We investigated more apartments yesterday but came up empty. Too many listings don’t tell you if all utilities are paid. I’m assuming if they don’t mention it, they’re not. There are also far too many listings for studio apartments that are two or three times what I make in a month! WHAT THE LIVING FUCK! That doesn’t make sense for any apartment, I don’t care where it’s located or what amenities are included. And at that price, someone had better be bringing me breakfast each morning. Ya’ll are kinda stupid if you’re paying that much. Seriously! What a fucking waste of income!
One of the issues that I can’t seem to get past is the fact that once I take the chemo meds, I have a little less than two hours before I’m dead asleep. This does not make me happy. I have to take the meds with breakfast. I can only put off breakfast for so long before my body starts to complain. The hungrier I am when I eat, the shorter period I have after taking the meds before I’m completely knocked out. This drives me nuts because midmorning is one of the best times of day to get things done and where am I? In bed, surrounded by these two dogs, as sound asleep as if it were the middle of the night. Trying to juggle the timing so that I can get things done is unnerving.

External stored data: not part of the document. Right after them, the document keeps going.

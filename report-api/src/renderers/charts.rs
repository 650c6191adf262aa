//! Text versions of the dashboard's bar and pie charts.

use crate::types::ReportCombination;

const BAR_GLYPH: char = '█';

/// One slice of the pie chart
#[derive(Debug, Clone, PartialEq)]
pub struct Share {
    pub label: String,
    pub count: i64,
    /// Percentage of the total, 0.0 when the total is zero
    pub percent: f64,
}

/// Percentage share of each combination; negative counts are treated as zero
pub fn pie_shares(combinations: &[ReportCombination]) -> Vec<Share> {
    let total: i64 = combinations.iter().map(|c| c.report_count.max(0)).sum();
    combinations
        .iter()
        .map(|c| {
            let count = c.report_count.max(0);
            let percent = if total == 0 {
                0.0
            } else {
                count as f64 * 100.0 / total as f64
            };
            Share {
                label: c.report_combination.clone(),
                count,
                percent,
            }
        })
        .collect()
}

/// One line per share, e.g. `Fresh Term Loan   42.9% (3)`
pub fn render_shares(shares: &[Share]) -> String {
    let label_width = shares.iter().map(|s| s.label.chars().count()).max().unwrap_or(0);
    shares
        .iter()
        .map(|s| {
            format!(
                "{:<width$}  {:>5.1}% ({})",
                s.label,
                s.percent,
                s.count,
                width = label_width
            )
        })
        .collect::<Vec<_>>()
        .join("\n")
}

/// Horizontal bar chart scaled so the largest count fills `width` glyphs
pub fn bar_chart(combinations: &[ReportCombination], width: usize) -> String {
    let max = combinations.iter().map(|c| c.report_count.max(0)).max().unwrap_or(0);
    let label_width = combinations
        .iter()
        .map(|c| c.report_combination.chars().count())
        .max()
        .unwrap_or(0);

    combinations
        .iter()
        .map(|c| {
            let count = c.report_count.max(0);
            let bar_len = bar_length(count, max, width);
            format!(
                "{:<label_width$} │{} {}",
                c.report_combination,
                BAR_GLYPH.to_string().repeat(bar_len),
                count
            )
        })
        .collect::<Vec<_>>()
        .join("\n")
}

fn bar_length(count: i64, max: i64, width: usize) -> usize {
    if max <= 0 || count <= 0 {
        return 0;
    }
    let scaled = (count as f64 / max as f64 * width as f64).round() as usize;
    // Any non-zero count stays visible
    scaled.max(1)
}

#[cfg(test)]
mod tests {
    use super::*;

    fn combo(label: &str, count: i64) -> ReportCombination {
        ReportCombination {
            report_combination: label.to_string(),
            report_count: count,
        }
    }

    #[test]
    fn test_pie_shares_sum_to_hundred() {
        let shares = pie_shares(&[combo("Takeover", 1), combo("Fresh OD", 3)]);
        assert_eq!(shares[0].percent, 25.0);
        assert_eq!(shares[1].percent, 75.0);
        let total: f64 = shares.iter().map(|s| s.percent).sum();
        assert!((total - 100.0).abs() < f64::EPSILON);
    }

    #[test]
    fn test_pie_shares_of_empty_total() {
        let shares = pie_shares(&[combo("Takeover", 0)]);
        assert_eq!(shares[0].percent, 0.0);
        assert!(pie_shares(&[]).is_empty());
    }

    #[test]
    fn test_render_shares_line() {
        let text = render_shares(&pie_shares(&[combo("A", 1), combo("Bigger", 1)]));
        let lines: Vec<&str> = text.lines().collect();
        assert_eq!(lines[0], "A        50.0% (1)");
        assert_eq!(lines[1], "Bigger   50.0% (1)");
    }

    #[test]
    fn test_bar_chart_scales_to_width() {
        let chart = bar_chart(&[combo("A", 10), combo("B", 5), combo("C", 0)], 20);
        let lines: Vec<&str> = chart.lines().collect();

        assert_eq!(lines[0].matches(BAR_GLYPH).count(), 20);
        assert_eq!(lines[1].matches(BAR_GLYPH).count(), 10);
        assert_eq!(lines[2].matches(BAR_GLYPH).count(), 0);
        assert!(lines[1].ends_with(" 5"));
    }

    #[test]
    fn test_small_counts_remain_visible() {
        assert_eq!(bar_length(1, 1000, 40), 1);
    }
}
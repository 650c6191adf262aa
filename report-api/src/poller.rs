//! Bulk-processing status poller.
//!
//! After a bulk submission returns a batch id, the poller waits a fixed
//! initial delay, then queries the status endpoint at a fixed interval until
//! the batch leaves the `processing` state or the attempt budget runs out.
//! A failed query never ends the loop early; it is reported to the observer
//! and the next scheduled query still happens.

use crate::config::MdfiveConfig;
use crate::error::{ReportApiError, Result};
use crate::traits::{BulkStatusSource, PollCallback};
use crate::types::{BatchState, BulkStatus};
use std::collections::HashSet;
use std::sync::{Arc, Mutex};
use std::time::Duration;

/// Polling schedule
#[derive(Debug, Clone, Copy, PartialEq, Eq)]
pub struct PollSchedule {
    pub initial_delay: Duration,
    pub interval: Duration,
    pub max_attempts: u32,
}

impl Default for PollSchedule {
    fn default() -> Self {
        Self {
            initial_delay: Duration::from_secs(2),
            interval: Duration::from_secs(5),
            max_attempts: 60,
        }
    }
}

impl PollSchedule {
    pub fn from_config(config: &MdfiveConfig) -> Self {
        let defaults = Self::default();
        Self {
            initial_delay: config
                .polling
                .initial_delay_seconds
                .map(Duration::from_secs)
                .unwrap_or(defaults.initial_delay),
            interval: config
                .polling
                .interval_seconds
                .map(Duration::from_secs)
                .unwrap_or(defaults.interval),
            max_attempts: config.polling.max_attempts.unwrap_or(defaults.max_attempts).max(1),
        }
    }

    /// Offset from submission at which the given 1-based attempt is issued
    pub fn offset_of(&self, attempt: u32) -> Duration {
        self.initial_delay + self.interval * attempt.saturating_sub(1)
    }
}

/// What happened on a single attempt
#[derive(Debug)]
pub enum PollEvent {
    Status { attempt: u32, status: BulkStatus },
    Failed { attempt: u32, error: ReportApiError },
}

impl PollEvent {
    pub fn attempt(&self) -> u32 {
        match self {
            PollEvent::Status { attempt, .. } | PollEvent::Failed { attempt, .. } => *attempt,
        }
    }
}

/// How a poll loop ended
#[derive(Debug, Clone, PartialEq)]
pub enum PollOutcome {
    /// The batch reached `completed`; `status.results` holds the per-item results
    Completed { attempts: u32, status: BulkStatus },
    /// The batch reported a state this client does not know; polling stopped
    Stopped { attempts: u32, status: BulkStatus },
    /// The attempt budget ran out while the batch was still processing
    Exhausted {
        attempts: u32,
        last_status: Option<BulkStatus>,
    },
}

impl PollOutcome {
    pub fn attempts(&self) -> u32 {
        match self {
            PollOutcome::Completed { attempts, .. }
            | PollOutcome::Stopped { attempts, .. }
            | PollOutcome::Exhausted { attempts, .. } => *attempts,
        }
    }

    pub fn is_completed(&self) -> bool {
        matches!(self, PollOutcome::Completed { .. })
    }

    /// Latest status seen, if any query succeeded
    pub fn last_status(&self) -> Option<&BulkStatus> {
        match self {
            PollOutcome::Completed { status, .. } | PollOutcome::Stopped { status, .. } => Some(status),
            PollOutcome::Exhausted { last_status, .. } => last_status.as_ref(),
        }
    }
}

/// Polls bulk batches, one loop per batch id at a time
pub struct BulkStatusPoller<S> {
    source: S,
    schedule: PollSchedule,
    in_flight: Arc<Mutex<HashSet<String>>>,
    callback: Option<PollCallback>,
}

impl<S: BulkStatusSource> BulkStatusPoller<S> {
    pub fn new(source: S) -> Self {
        Self::with_schedule(source, PollSchedule::default())
    }

    pub fn with_schedule(source: S, schedule: PollSchedule) -> Self {
        Self {
            source,
            schedule,
            in_flight: Arc::new(Mutex::new(HashSet::new())),
            callback: None,
        }
    }

    /// Observe every attempt, e.g. to drive a spinner or print warnings
    #[must_use]
    pub fn on_event<F>(mut self, callback: F) -> Self
    where
        F: Fn(&PollEvent) + Send + Sync + 'static,
    {
        self.callback = Some(Box::new(callback));
        self
    }

    pub fn schedule(&self) -> PollSchedule {
        self.schedule
    }

    pub fn source(&self) -> &S {
        &self.source
    }

    /// Whether a loop for `batch_id` is currently running on this poller
    pub fn is_polling(&self, batch_id: &str) -> bool {
        self.in_flight
            .lock()
            .map(|set| set.contains(batch_id))
            .unwrap_or(false)
    }

    /// Poll `batch_id` until it completes or the attempt budget is spent.
    ///
    /// Only an attempt to poll a batch that is already being polled returns an
    /// error; failed queries are reported through the callback instead.
    pub async fn poll(&self, batch_id: &str) -> Result<PollOutcome> {
        let _guard = InFlightGuard::register(&self.in_flight, batch_id)?;

        tokio::time::sleep(self.schedule.initial_delay).await;

        let mut last_status: Option<BulkStatus> = None;
        let mut attempt = 0;
        loop {
            attempt += 1;
            match self.source.bulk_status(batch_id).await {
                Ok(status) => {
                    self.emit(&PollEvent::Status {
                        attempt,
                        status: status.clone(),
                    });
                    match status.status {
                        BatchState::Completed => {
                            return Ok(PollOutcome::Completed {
                                attempts: attempt,
                                status,
                            })
                        }
                        BatchState::Unknown => {
                            return Ok(PollOutcome::Stopped {
                                attempts: attempt,
                                status,
                            })
                        }
                        BatchState::Processing => last_status = Some(status),
                    }
                }
                Err(error) => self.emit(&PollEvent::Failed { attempt, error }),
            }

            if attempt >= self.schedule.max_attempts {
                return Ok(PollOutcome::Exhausted {
                    attempts: attempt,
                    last_status,
                });
            }

            tokio::time::sleep(self.schedule.interval).await;
        }
    }

    fn emit(&self, event: &PollEvent) {
        if let Some(callback) = &self.callback {
            callback(event);
        }
    }
}

/// Registration of a batch id in the in-flight set, released on drop
struct InFlightGuard {
    in_flight: Arc<Mutex<HashSet<String>>>,
    batch_id: String,
}

impl InFlightGuard {
    fn register(in_flight: &Arc<Mutex<HashSet<String>>>, batch_id: &str) -> Result<Self> {
        let mut set = in_flight
            .lock()
            .map_err(|_| ReportApiError::api("poller state is unavailable"))?;
        if !set.insert(batch_id.to_string()) {
            return Err(ReportApiError::PollInProgress {
                batch_id: batch_id.to_string(),
            });
        }
        Ok(Self {
            in_flight: Arc::clone(in_flight),
            batch_id: batch_id.to_string(),
        })
    }
}

impl Drop for InFlightGuard {
    fn drop(&mut self) {
        if let Ok(mut set) = self.in_flight.lock() {
            set.remove(&self.batch_id);
        }
    }
}
use crate::automation::{AutomationKind, AutomationOutcome, ForgotRequest, SignInRequest, SignUpRequest};
use crate::comparison::ComparisonRequest;
use crate::config::MdfiveConfig;
use crate::download::{
    default_bulk_file_name, default_report_file_name, ensure_content_type, error_message_from_body,
    file_name_from_disposition, BulkDownloadRequest, DownloadRequest, DownloadedFile,
    PDF_CONTENT_TYPE, ZIP_CONTENT_TYPE,
};
use crate::error::{ReportApiError, Result};
use crate::report_name::clean_report_names;
use crate::traits::BulkStatusSource;
use crate::types::{
    ApiEnvelope, BulkStatus, BulkSubmission, ComparisonResponse, HealthStatus, LoadTestDataSummary,
    ProcessAllSummary, ProcessedReport, Report, ReportCombination, ReportGroup, ReportMapping,
};
use reqwest::header::{HeaderMap, HeaderName, HeaderValue, CONTENT_DISPOSITION, CONTENT_TYPE};
use reqwest::{Client, Method, RequestBuilder, Response};
use serde::de::DeserializeOwned;
use serde::Serialize;
use serde_json::{json, Value};
use std::time::Duration;
use url::Url;

/// Backend ceiling on report names per bulk batch
pub const MAX_BULK_REPORTS: usize = 50;

/// Preconfigured HTTP client shared by every command.
///
/// Holds only configuration, so cloning is cheap and clones share the
/// underlying connection pool.
#[derive(Clone)]
pub struct ReportClient {
    client: Client,
    base_url: Url,
    automation_timeout: Duration,
}

impl ReportClient {
    /// Create a new client from configuration
    pub fn new(config: &MdfiveConfig) -> Result<Self> {
        config.validate()?;
        let base_url = Url::parse(&config.base_url())?;

        let mut headers = HeaderMap::new();
        headers.insert(CONTENT_TYPE, HeaderValue::from_static("application/json"));
        for (key, value) in config.headers() {
            let name = HeaderName::from_bytes(key.as_bytes())
                .map_err(|_| ReportApiError::invalid_config(format!("Invalid header name: {key}")))?;
            let value = HeaderValue::from_str(&value).map_err(|_| {
                ReportApiError::invalid_config(format!("Invalid value for header {key}"))
            })?;
            headers.insert(name, value);
        }

        let client = Client::builder()
            .timeout(config.request_timeout())
            .default_headers(headers)
            .build()?;

        Ok(Self {
            client,
            base_url,
            automation_timeout: config.automation_timeout(),
        })
    }

    pub fn base_url(&self) -> &Url {
        &self.base_url
    }

    /// Resolve an endpoint path against the base URL
    pub fn endpoint(&self, path: &str) -> Result<Url> {
        Ok(self.base_url.join(path.trim_start_matches('/'))?)
    }

    fn request(&self, method: Method, url: Url) -> RequestBuilder {
        self.client.request(method, url)
    }

    async fn get_data<T: DeserializeOwned>(&self, path: &str) -> Result<T> {
        let url = self.endpoint(path)?;
        let response = self.request(Method::GET, url).send().await?;
        let body = read_json_body(response).await?;
        take_data(body)
    }

    async fn post_data<B: Serialize + ?Sized, T: DeserializeOwned>(
        &self,
        path: &str,
        body: Option<&B>,
    ) -> Result<T> {
        let url = self.endpoint(path)?;
        let mut builder = self.request(Method::POST, url);
        if let Some(body) = body {
            builder = builder.json(body);
        }
        let response = builder.send().await?;
        let body = read_json_body(response).await?;
        take_data(body)
    }

    /// `GET api/health`
    pub async fn health(&self) -> Result<HealthStatus> {
        let url = self.endpoint("api/health")?;
        let response = self.request(Method::GET, url).send().await?;
        let body = read_json_body(response).await?;
        Ok(serde_json::from_value(body)?)
    }

    /// `GET api/test`: test-data groups keyed by sample report id
    pub async fn valid_reports(&self) -> Result<Vec<ReportGroup>> {
        self.get_data("api/test").await
    }

    /// `POST api/load-test-data`
    pub async fn load_test_data(&self) -> Result<LoadTestDataSummary> {
        self.post_data::<Value, _>("api/load-test-data", None).await
    }

    /// `GET api/reportSummary`
    pub async fn report_summary(&self) -> Result<Vec<ReportCombination>> {
        self.get_data("api/reportSummary").await
    }

    /// `GET api/reportComparison`
    pub async fn compare_reports(&self, request: &ComparisonRequest) -> Result<ComparisonResponse> {
        request.validate()?;
        let mut url = self.endpoint("api/reportComparison")?;
        request.apply_to(&mut url);

        let response = self.request(Method::GET, url).send().await?;
        let body = read_json_body(response).await?;
        Ok(serde_json::from_value(body)?)
    }

    /// `GET api/reports`
    pub async fn reports(&self) -> Result<Vec<Report>> {
        self.get_data("api/reports").await
    }

    /// `GET api/report-mappings`
    pub async fn report_mappings(&self) -> Result<Vec<ReportMapping>> {
        self.get_data("api/report-mappings").await
    }

    /// `POST api/process-single-report`
    pub async fn process_single_report(&self, report_name: &str) -> Result<ProcessedReport> {
        let report_name = report_name.trim();
        if report_name.is_empty() {
            return Err(ReportApiError::validation("report_name", "Report name is required"));
        }
        self.post_data(
            "api/process-single-report",
            Some(&json!({ "report_name": report_name })),
        )
        .await
    }

    /// `POST api/process-bulk-reports`; names are trimmed and blanks dropped first
    pub async fn process_bulk_reports<S: AsRef<str>>(&self, report_names: &[S]) -> Result<BulkSubmission> {
        let names = clean_report_names(report_names);
        if names.is_empty() {
            return Err(ReportApiError::validation(
                "report_names",
                "Enter at least one report name",
            ));
        }
        if names.len() > MAX_BULK_REPORTS {
            return Err(ReportApiError::validation(
                "report_names",
                format!("Maximum {MAX_BULK_REPORTS} reports allowed per batch"),
            ));
        }
        self.post_data(
            "api/process-bulk-reports",
            Some(&json!({ "report_names": names })),
        )
        .await
    }

    /// `POST api/process-all-reports`
    pub async fn process_all_reports(&self) -> Result<ProcessAllSummary> {
        self.post_data::<Value, _>("api/process-all-reports", None).await
    }

    /// `GET api/bulk-status/{batch_id}`
    pub async fn bulk_status(&self, batch_id: &str) -> Result<BulkStatus> {
        let path = format!("api/bulk-status/{}", urlencoding::encode(batch_id));
        self.get_data(&path).await
    }

    /// `POST api/download-report`; only a PDF body is accepted
    pub async fn download_report(&self, request: &DownloadRequest) -> Result<DownloadedFile> {
        request.validate()?;
        let url = self.endpoint("api/download-report")?;
        let response = self.request(Method::POST, url).json(request).send().await?;
        read_binary(response, PDF_CONTENT_TYPE, || default_report_file_name(request.report_id)).await
    }

    /// `POST api/download-bulk-reports`; only a ZIP body is accepted
    pub async fn download_bulk_reports(&self, request: &BulkDownloadRequest) -> Result<DownloadedFile> {
        request.validate()?;
        let url = self.endpoint("api/download-bulk-reports")?;
        let response = self.request(Method::POST, url).json(request).send().await?;
        read_binary(response, ZIP_CONTENT_TYPE, || {
            default_bulk_file_name(chrono::Utc::now().timestamp())
        })
        .await
    }

    /// `POST api/automation/signin`
    pub async fn sign_in(&self, request: &SignInRequest) -> Result<AutomationOutcome> {
        request.validate()?;
        self.automation(AutomationKind::SignIn, request).await
    }

    /// `POST api/automation/signup`
    pub async fn sign_up(&self, request: &SignUpRequest) -> Result<AutomationOutcome> {
        request.validate()?;
        self.automation(AutomationKind::SignUp, request).await
    }

    /// `POST api/automation/forgot`
    pub async fn forgot_password(&self, request: &ForgotRequest) -> Result<AutomationOutcome> {
        request.validate()?;
        self.automation(AutomationKind::Forgot, request).await
    }

    /// Automation endpoints answer failures with the same JSON shape as
    /// successes, so the body is parsed whatever the status code.
    async fn automation<B: Serialize>(&self, kind: AutomationKind, body: &B) -> Result<AutomationOutcome> {
        let url = self.endpoint(kind.path())?;
        let response = self
            .request(Method::POST, url)
            .timeout(self.automation_timeout)
            .json(body)
            .send()
            .await?;

        let status = response.status();
        let bytes = response.bytes().await?;
        match serde_json::from_slice::<AutomationOutcome>(&bytes) {
            Ok(mut outcome) => {
                if !status.is_success() {
                    outcome.success = false;
                }
                Ok(outcome)
            }
            Err(_) if !status.is_success() => Err(ReportApiError::Status {
                status: status.as_u16(),
                message: error_message_from_body(&bytes),
            }),
            Err(err) => Err(err.into()),
        }
    }
}

impl BulkStatusSource for ReportClient {
    async fn bulk_status(&self, batch_id: &str) -> Result<BulkStatus> {
        ReportClient::bulk_status(self, batch_id).await
    }
}

/// Read a JSON body, turning non-2xx codes and `status: "error"` envelopes into errors
async fn read_json_body(response: Response) -> Result<Value> {
    let status = response.status();
    let bytes = response.bytes().await?;

    if !status.is_success() {
        return Err(ReportApiError::Status {
            status: status.as_u16(),
            message: error_message_from_body(&bytes),
        });
    }

    let body: Value = serde_json::from_slice(&bytes)?;
    let envelope: ApiEnvelope<Value> = serde_json::from_value(body.clone())?;
    if envelope.is_error() {
        return Err(ReportApiError::api(
            envelope
                .message
                .unwrap_or_else(|| "The backend reported an error".to_string()),
        ));
    }

    Ok(body)
}

/// Deserialize the `data` member of an envelope
fn take_data<T: DeserializeOwned>(mut body: Value) -> Result<T> {
    let data = body
        .get_mut("data")
        .map(Value::take)
        .filter(|v| !v.is_null())
        .ok_or_else(|| ReportApiError::api("The backend response did not include any data"))?;
    Ok(serde_json::from_value(data)?)
}

/// Read a binary download after checking status and content type
async fn read_binary<F>(response: Response, expected: &str, fallback_name: F) -> Result<DownloadedFile>
where
    F: FnOnce() -> String,
{
    let status = response.status();
    let content_type = header_text(&response, CONTENT_TYPE);
    let disposition = header_text(&response, CONTENT_DISPOSITION);
    let bytes = response.bytes().await?;

    if !status.is_success() {
        return Err(ReportApiError::Status {
            status: status.as_u16(),
            message: error_message_from_body(&bytes),
        });
    }

    ensure_content_type(expected, content_type.as_deref(), &bytes)?;

    let file_name = disposition
        .as_deref()
        .and_then(file_name_from_disposition)
        .unwrap_or_else(fallback_name);

    Ok(DownloadedFile {
        file_name,
        content_type: expected.to_string(),
        bytes: bytes.to_vec(),
    })
}

fn header_text(response: &Response, name: HeaderName) -> Option<String> {
    response
        .headers()
        .get(name)
        .and_then(|v| v.to_str().ok())
        .map(str::to_string)
}

#[cfg(test)]
mod tests {
    use super::*;
    use crate::config::MdfiveConfigBuilder;
    use std::collections::HashMap;

    fn client_for(base_url: &str) -> ReportClient {
        let config = MdfiveConfigBuilder::new().base_url(base_url).build().unwrap();
        ReportClient::new(&config).unwrap()
    }

    #[test]
    fn test_endpoint_joins_relative_paths() {
        let client = client_for("http://127.0.0.1:5000");
        assert_eq!(
            client.endpoint("api/reports").unwrap().as_str(),
            "http://127.0.0.1:5000/api/reports"
        );
        assert_eq!(
            client.endpoint("/api/reports").unwrap().as_str(),
            "http://127.0.0.1:5000/api/reports"
        );
    }

    #[test]
    fn test_endpoint_keeps_base_path() {
        let client = client_for("http://gateway.local/md5");
        assert_eq!(
            client.endpoint("api/test").unwrap().as_str(),
            "http://gateway.local/md5/api/test"
        );
    }

    #[test]
    fn test_invalid_header_is_rejected() {
        let mut headers = HashMap::new();
        headers.insert("Bad Header".to_string(), "value".to_string());
        let config = MdfiveConfigBuilder::new().headers(headers).build().unwrap();

        assert!(matches!(
            ReportClient::new(&config),
            Err(ReportApiError::InvalidConfig { .. })
        ));
    }

    #[test]
    fn test_take_data() {
        let reports: Vec<ReportGroup> = take_data(json!({
            "status": "success",
            "data": [{ "sample_report_id": "12", "report_count": 3 }]
        }))
        .unwrap();
        assert_eq!(reports.len(), 1);

        let missing = take_data::<Vec<ReportGroup>>(json!({ "status": "success" }));
        assert!(matches!(missing, Err(ReportApiError::Api { .. })));
    }

    #[tokio::test]
    async fn test_blank_report_name_is_rejected_before_sending() {
        let client = client_for("http://127.0.0.1:9");
        let err = client.process_single_report("   ").await.unwrap_err();
        assert!(matches!(err, ReportApiError::Validation { .. }));

        let names: Vec<String> = vec![" ".to_string(), String::new()];
        let err = client.process_bulk_reports(&names).await.unwrap_err();
        assert!(matches!(err, ReportApiError::Validation { .. }));
    }

    #[tokio::test]
    async fn test_oversized_batch_is_rejected_before_sending() {
        let client = client_for("http://127.0.0.1:9");
        let names: Vec<String> = (1..=51).map(|i| format!("Report_{i}")).collect();
        let err = client.process_bulk_reports(&names).await.unwrap_err();
        assert!(err.to_string().contains("Maximum 50"));
    }
}
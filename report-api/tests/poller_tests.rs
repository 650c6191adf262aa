mod common;

use common::*;
use report_api::{
    process_bulk_and_wait, BulkStatusPoller, ItemStatus, PollEvent, PollOutcome, PollSchedule,
};
use serde_json::json;
use std::sync::{Arc, Mutex};
use std::time::Duration;
use wiremock::matchers::{method, path};
use wiremock::{Mock, MockServer, ResponseTemplate};

fn immediate(max_attempts: u32) -> PollSchedule {
    PollSchedule {
        initial_delay: Duration::ZERO,
        interval: Duration::from_millis(10),
        max_attempts,
    }
}

async fn mount_status(server: &MockServer, batch_id: &str, body: serde_json::Value, times: u64) {
    Mock::given(method("GET"))
        .and(path(format!("/api/bulk-status/{batch_id}")))
        .respond_with(ResponseTemplate::new(200).set_body_json(success(body)))
        .up_to_n_times(times)
        .mount(server)
        .await;
}

#[tokio::test]
async fn test_submit_and_wait_for_completion() {
    let server = MockServer::start().await;
    Mock::given(method("POST"))
        .and(path("/api/process-bulk-reports"))
        .respond_with(ResponseTemplate::new(200).set_body_json(success(json!({
            "batch_id": "b-1",
            "total_reports": 2
        }))))
        .expect(1)
        .mount(&server)
        .await;
    mount_status(&server, "b-1", json!({ "status": "processing", "total": 2, "processed": 0 }), 2).await;
    mount_status(
        &server,
        "b-1",
        json!({
            "status": "completed",
            "total": 2,
            "processed": 2,
            "results": [
                { "report_name": "Report_1", "status": "success", "report_id": 501 },
                { "report_name": "Report_2", "status": "failed", "error": "No data found" }
            ]
        }),
        1,
    )
    .await;

    let config = config_for(&server);
    let (submission, outcome) = process_bulk_and_wait(&config, &["Report_1", "Report_2"])
        .await
        .unwrap();

    assert_eq!(submission.batch_id, "b-1");
    assert_eq!(outcome.attempts(), 3);
    let status = outcome.last_status().unwrap();
    assert_eq!(status.succeeded(), 1);
    assert_eq!(status.failed(), 1);
    assert_eq!(status.results[1].status, ItemStatus::Failed);
}

#[tokio::test]
async fn test_http_errors_are_reported_and_polling_continues() {
    let server = MockServer::start().await;
    Mock::given(method("GET"))
        .and(path("/api/bulk-status/b-2"))
        .respond_with(ResponseTemplate::new(503).set_body_string("unavailable"))
        .up_to_n_times(1)
        .mount(&server)
        .await;
    mount_status(&server, "b-2", json!({ "status": "completed", "results": [] }), 1).await;

    let events = Arc::new(Mutex::new(Vec::new()));
    let seen = Arc::clone(&events);
    let poller = BulkStatusPoller::with_schedule(client_for(&server), immediate(5)).on_event(
        move |event| {
            let label = match event {
                PollEvent::Status { .. } => "status",
                PollEvent::Failed { .. } => "failed",
            };
            seen.lock().unwrap().push((event.attempt(), label));
        },
    );

    let outcome = poller.poll("b-2").await.unwrap();
    assert!(outcome.is_completed());
    assert_eq!(*events.lock().unwrap(), vec![(1, "failed"), (2, "status")]);
}

#[tokio::test]
async fn test_stuck_batch_exhausts_attempts() {
    let server = MockServer::start().await;
    Mock::given(method("GET"))
        .and(path("/api/bulk-status/b-3"))
        .respond_with(ResponseTemplate::new(200).set_body_json(success(json!({
            "status": "processing",
            "total": 5,
            "processed": 4
        }))))
        .expect(3)
        .mount(&server)
        .await;

    let poller = BulkStatusPoller::with_schedule(client_for(&server), immediate(3));
    let outcome = poller.poll("b-3").await.unwrap();

    match outcome {
        PollOutcome::Exhausted { attempts, last_status } => {
            assert_eq!(attempts, 3);
            assert_eq!(last_status.unwrap().processed, Some(4));
        }
        other => panic!("unexpected outcome: {other:?}"),
    }
}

Oh, here’s the ridiculously stupid headline of the day: Woman Who Didn’t Get Raptured Demands a Refund on Her Generous Tips. There’s stupid, and then there’s “Oh my god, do you even have a brain.” This certainly falls into the latter category. I can’t imagine ever going back and asking a server to return all or a portion of a tip you’d left. Just how fucking brain-dead does a person have to be to do something like that?
If I had limitless income, which I don’t, I would buy every woman on the planet a copy of Wonder Woman #8, the issue where Wonder Woman is under the influence of a religious (Christian) nut job. It’s only 30 pages, extremely well illustrated, and easy to read. My hope would be that women with religious assholes for husbands would find themselves in this story and find their own path to escaping the mind games men and churches use to keep them bound in marital slavery where they’re not respected or valued as anything more than property. If you know someone who is in this trap, maybe buy them a copy and slip it to them in between the pages of the Bible they’re forced to read. Consider it a mission of mercy.
Okay. I really need to eat now. Ugh. Check back with me after I wake up this afternoon.